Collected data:
+---+
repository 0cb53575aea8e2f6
use serde::{Deserialize, Serialize};

pub mod catalog;
pub mod similarity;

pub use catalog::{Catalog, CatalogEntry};
pub use similarity::SimilarityMatrix;

/// Recommendations returned to the client
///
/// `titles` and `posters` are index-aligned and always the same length.
/// `messages` carries user-facing notices such as a missing title or a
/// poster that could not be fetched.
#[derive(Debug, Clone, Default, Serialize, Deserialize, PartialEq)]
pub struct Recommendation {
    pub titles: Vec<String>,
    pub posters: Vec<String>,
    #[serde(default)]
    pub messages: Vec<String>,
}

impl Recommendation {
    /// Empty result carrying a single notice
    pub fn empty_with_message(message: impl Into<String>) -> Self {
        Self {
            messages: vec![message.into()],
            ..Self::default()
        }
    }

    pub fn len(&self) -> usize {
        self.titles.len()
    }

    pub fn is_empty(&self) -> bool {
        self.titles.is_empty()
    }
}

/// A ranked neighbour of the query movie
#[derive(Debug, Clone, PartialEq)]
pub struct RankedMovie {
    pub row_index: usize,
    pub movie_id: i64,
    pub title: String,
    pub score: f32,
}

/// Resolved poster for one movie
///
/// `notice` is set when the lookup failed and `url` fell back to the
/// placeholder.
#[derive(Debug, Clone, PartialEq, Eq)]
pub struct Poster {
    pub url: String,
    pub notice: Option<String>,
}

// ============================================================================
// TMDB API Types
// ============================================================================

/// Subset of the TMDB response from GET /movie/{id}
///
/// Only the poster path is read; other fields are ignored.
#[derive(Debug, Clone, Deserialize, Serialize, PartialEq)]
pub struct TmdbMovie {
    #[serde(default)]
    pub poster_path: Option<String>,
}
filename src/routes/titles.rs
use axum::{extract::State, Json};
use std::sync::Arc;

use crate::routes::AppState;

/// Handler listing every catalog title in row order
pub async fn list(State(state): State<Arc<AppState>>) -> Json<Vec<String>> {
    let titles = state
        .recommender
        .catalog()
        .titles()
        .map(str::to_string)
        .collect();
    Json(titles)
}
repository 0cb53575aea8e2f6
use axum::{
    body::Body,
    extract::Request,
    http::{HeaderMap, HeaderValue},
    middleware::Next,
    response::Response,
};
use uuid::Uuid;

/// HTTP header name for request ID
pub const REQUEST_ID_HEADER: &str = "x-request-id";

/// Per-request identifier, stored in request extensions
#[derive(Clone, Copy, Debug, PartialEq, Eq)]
pub struct RequestId(pub Uuid);

impl RequestId {
    pub fn new() -> Self {
        Self(Uuid::new_v4())
    }

    /// Reuses a well-formed incoming `x-request-id`, otherwise generates one
    pub fn from_headers(headers: &HeaderMap) -> Self {
        headers
            .get(REQUEST_ID_HEADER)
            .and_then(|h| h.to_str().ok())
            .and_then(|s| Uuid::parse_str(s).ok())
            .map(RequestId)
            .unwrap_or_default()
    }
}

impl Default for RequestId {
    fn default() -> Self {
        Self::new()
    }
}

impl std::fmt::Display for RequestId {
    fn fmt(&self, f: &mut std::fmt::Formatter<'_>) -> std::fmt::Result {
        write!(f, "{}", self.0)
    }
}

/// Tags each request with a [`RequestId`] and echoes it in the response headers
pub async fn request_id_middleware(mut request: Request, next: Next) -> Response {
    let request_id = RequestId::from_headers(request.headers());
    request.extensions_mut().insert(request_id);

    let mut response = next.run(request).await;

    if let Ok(header_value) = HeaderValue::from_str(&request_id.to_string()) {
        response
            .headers_mut()
            .insert(REQUEST_ID_HEADER, header_value);
    }

    response
}

/// Span for `TraceLayer` carrying the request ID
pub fn make_span_with_request_id(request: &Request<Body>) -> tracing::Span {
    let request_id = request
        .extensions()
        .get::<RequestId>()
        .map(ToString::to_string)
        .unwrap_or_else(|| "unknown".to_string());

    tracing::info_span!(
        "http_request",
        method = %request.method(),
        uri = %request.uri(),
        request_id = %request_id,
    )
}
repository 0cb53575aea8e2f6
pub mod config;
pub mod error;
pub mod middleware;
pub mod models;
pub mod routes;
pub mod services;
pub mod store;
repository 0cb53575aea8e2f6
use std::cmp::Ordering;
use std::sync::Arc;

use crate::{
    error::{AppError, AppResult},
    models::{Catalog, RankedMovie, Recommendation, SimilarityMatrix},
    services::posters::PosterResolver,
    store::ModelArtifacts,
};

/// Number of recommendations returned per query
pub const TOP_K: usize = 5;

pub const NOT_FOUND_MESSAGE: &str = "Selected movie not found in the dataset.";

/// Ranks catalog rows by similarity and attaches posters
///
/// Holds the loaded catalog and matrix read-only; cheap to share behind an `Arc`.
#[derive(Clone)]
pub struct Recommender {
    catalog: Arc<Catalog>,
    similarity: Arc<SimilarityMatrix>,
    posters: PosterResolver,
}

impl Recommender {
    pub fn new(artifacts: &ModelArtifacts, posters: PosterResolver) -> Self {
        Self {
            catalog: artifacts.catalog.clone(),
            similarity: artifacts.similarity.clone(),
            posters,
        }
    }

    pub fn catalog(&self) -> &Catalog {
        &self.catalog
    }

    /// Returns the `TOP_K` nearest neighbours of `title`, best first
    ///
    /// Fails with `NotFound` when the title is not in the catalog.
    pub fn rank(&self, title: &str) -> AppResult<Vec<RankedMovie>> {
        let query_index = self.catalog.resolve_index(title)?;
        let scores = self.similarity.row(query_index)?;

        top_neighbours(scores, TOP_K)
            .into_iter()
            .map(|(row_index, score)| {
                let entry = self.catalog.row_at(row_index)?;
                Ok(RankedMovie {
                    row_index,
                    movie_id: entry.movie_id,
                    title: entry.title.clone(),
                    score,
                })
            })
            .collect()
    }

    /// Recommends movies similar to `title`, with one poster per result
    ///
    /// An unknown title is not an error: the result is empty and carries a
    /// notice. Poster failures degrade to the placeholder URL. Only a broken
    /// catalog/matrix pairing surfaces as `Err`.
    pub async fn recommend(&self, title: &str) -> AppResult<Recommendation> {
        let ranked = match self.rank(title) {
            Ok(ranked) => ranked,
            Err(AppError::NotFound(reason)) => {
                tracing::warn!(
                    title = %title,
                    reason = %reason,
                    "Recommendation for unknown title"
                );
                return Ok(Recommendation::empty_with_message(NOT_FOUND_MESSAGE));
            }
            Err(e) => return Err(e),
        };

        let movie_ids: Vec<i64> = ranked.iter().map(|movie| movie.movie_id).collect();
        let posters = self.posters.resolve_all(&movie_ids).await;

        let mut recommendation = Recommendation::default();
        for (movie, poster) in ranked.into_iter().zip(posters) {
            recommendation.titles.push(movie.title);
            recommendation.posters.push(poster.url);
            if let Some(notice) = poster.notice {
                recommendation.messages.push(notice);
            }
        }

        tracing::info!(
            title = %title,
            results = recommendation.len(),
            notices = recommendation.messages.len(),
            "Recommendations generated"
        );

        Ok(recommendation)
    }
}

/// Picks the `k` best-scoring rows after the top-ranked one
///
/// Rows are sorted by descending score with a stable sort, so equal scores keep
/// ascending row order. The first sorted row is dropped as the query's own
/// self-similarity entry. NaN scores rank last.
pub fn top_neighbours(scores: &[f32], k: usize) -> Vec<(usize, f32)> {
    let key = |score: f32| if score.is_nan() { f32::NEG_INFINITY } else { score };

    let mut ranked: Vec<(usize, f32)> = scores.iter().copied().enumerate().collect();
    ranked.sort_by(|a, b| key(b.1).partial_cmp(&key(a.1)).unwrap_or(Ordering::Equal));

    ranked.into_iter().skip(1).take(k).collect()
}
//! Movie metadata provider abstraction
//!
//! Posters are resolved through a remote metadata service. The trait keeps the
//! recommender independent of the concrete API so tests can swap in a fake.

use crate::{error::AppResult, models::TmdbMovie};

pub mod tmdb;

pub use tmdb::TmdbProvider;

/// Trait for movie metadata providers
#[cfg_attr(test, mockall::automock)]
#[async_trait::async_trait]
pub trait MetadataProvider: Send + Sync {
    /// Fetch metadata for a single movie by its external ID
    ///
    /// Timeouts must surface as errors for which `AppError::is_timeout` holds,
    /// so callers can report them separately from other transport failures.
    async fn fetch_movie(&self, movie_id: i64) -> AppResult<TmdbMovie>;

    /// Provider name for logging and debugging
    fn name(&self) -> &'static str;
}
+---+
What the exercise asks:
Give back, verbatim, the lines from the top of the entries above through the line containing "the same length.".

Exercise response:
repository 0cb53575aea8e2f6
use serde::{Deserialize, Serialize};

pub mod catalog;
pub mod similarity;

pub use catalog::{Catalog, CatalogEntry};
pub use similarity::SimilarityMatrix;

/// Recommendations returned to the client
///
/// `titles` and `posters` are index-aligned and always the same length.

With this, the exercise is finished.